214 Conn.App. 394
Conn. App. Ct.2022Background
- Gianetti (plastic surgeon) prevailed on a breach-of-contract claim against Norwalk Hospital and recovered $258,610 plus costs after a long prior action; he later sued his former lawyer, Neigher, for legal malpractice.
- Gianetti alleged Neigher was negligent for failing to timely assert CUTPA and tortious-interference claims in the prior action.
- Court scheduling orders required expert disclosures; Gianetti repeatedly missed or delayed deadlines and ultimately disclosed Attorney Bruce H. Stanger two weeks after the last court-ordered deadline.
- Stanger received a 16-box file but, at deposition, testified he had not been authorized to read it, had done only limited/selective review, relied on counsel’s assumptions about facts to form opinions, could not identify statutory or evidentiary bases for CUTPA or quantify damages reliably.
- Trial court concluded the expert disclosure violated Practice Book §13-4 (no factual bases/opinions on causation/damages), found gamesmanship and discovery abuse, precluded Stanger under §13-4(h), and then granted summary judgment to Neigher because plaintiff lacked requisite expert proof of standard, causation, and damages.
Issues
| Issue | Plaintiff's Argument | Defendant's Argument | Held |
|---|---|---|---|
| Whether preclusion of expert was proportional sanction under Practice Book §13-4(h) | Gianetti: preclusion was disproportionate; less severe sanctions (limiting particular opinions or allowing supplementation) would suffice | Neigher: disclosure noncompliant, plaintiff delayed and engaged in gamesmanship that prevented meaningful discovery; preclusion proportional | Court: no abuse of discretion — preclusion proportional given repeated delays, failure to supply factual bases, and discovery gamesmanship |
| Whether Stanger’s opinions had sufficient factual basis to be admissible | Gianetti: Stanger had reviewed decisions/complaints adequate to form opinions; deposition incomplete so court should not rely on it | Neigher: Stanger lacked independent review, relied on counsel’s assumptions, could not opine on success of CUTPA/tortious-interference or quantify damages | Court: Stanger’s opinions untethered to facts; lacked foundational basis for causation/damages; admissibility properly rejected as part of sanction analysis |
| Whether summary judgment was appropriate absent expert testimony on standard/causation/damages | Gianetti: disputed facts in deposition testimony create genuine issues; expert testimony should have been considered | Neigher: malpractice requires expert proof of standard and causation; without admissible expert, plaintiff cannot prove case | Court: summary judgment proper — plaintiff could not prove standard of care, causation, or damages without expert evidence |
| Proper standard of appellate review for preclusion decision (plenary v. abuse of discretion) | Gianetti: plenary review (court ruled in context of summary judgment) | Neigher: abuse-of-discretion review (court imposed sanction under discovery rules) | Court: abuse-of-discretion standard applies because preclusion was imposed principally as a §13-4 discovery sanction; decision affirmed under that deferential standard |
Key Cases Cited
- Grimm v. Fox, 303 Conn. 322 (Conn. 2012) (expert testimony generally required to prove attorney malpractice and standard of care)
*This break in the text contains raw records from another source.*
use thiserror::Error;

/// Fatal failures from the rendering/export layer.
///
/// Extraction and quantity derivation never raise — malformed page text
/// only degrades to field defaults — so every variant here comes from the
/// PDF/barcode side or from tooling input (config, row file).
#[derive(Error, Debug)]
pub enum LabelError {
    #[error("io error: {0}")]
    Io(#[from] std::io::Error),

    #[error("json error: {0}")]
    Json(#[from] serde_json::Error),

    #[error("pdf error: {0}")]
    Pdf(String),

    #[error("barcode encoding failed for {0}")]
    Barcode(String),

    #[error("bad manual row file: {0}")]
    Form(String),

    #[error("bad config: {0}")]
    Config(String),

    #[error("unknown time zone: {0}")]
    Zone(String),

    #[error("no shipment produced any labels — nothing to write")]
    NoLabels,
}

pub type Result<T> = std::result::Result<T, LabelError>;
- Bozelko v. Papastavros, 323 Conn. 275 (Conn. 2016) (expert testimony generally required to establish causation in malpractice)
- Millbrook Owners Assn., Inc. v. Hamilton Standard, 257 Conn. 1 (Conn. 2001) (trial court’s discovery-sanction decisions reviewed for abuse of discretion; sanctions must be proportional)
- DiPietro v. Farmington Sports Arena, LLC, 123 Conn. App. 583 (Conn. App. 2010) (when expert exclusion is decided in summary judgment context, appellate review of admissibility may be plenary)
- Fortin v. Hartford Underwriters Ins. Co., 139 Conn. App. 826 (Conn. App. 2013) (applies DiPietro principles to expert admissibility in summary judgment proceedings)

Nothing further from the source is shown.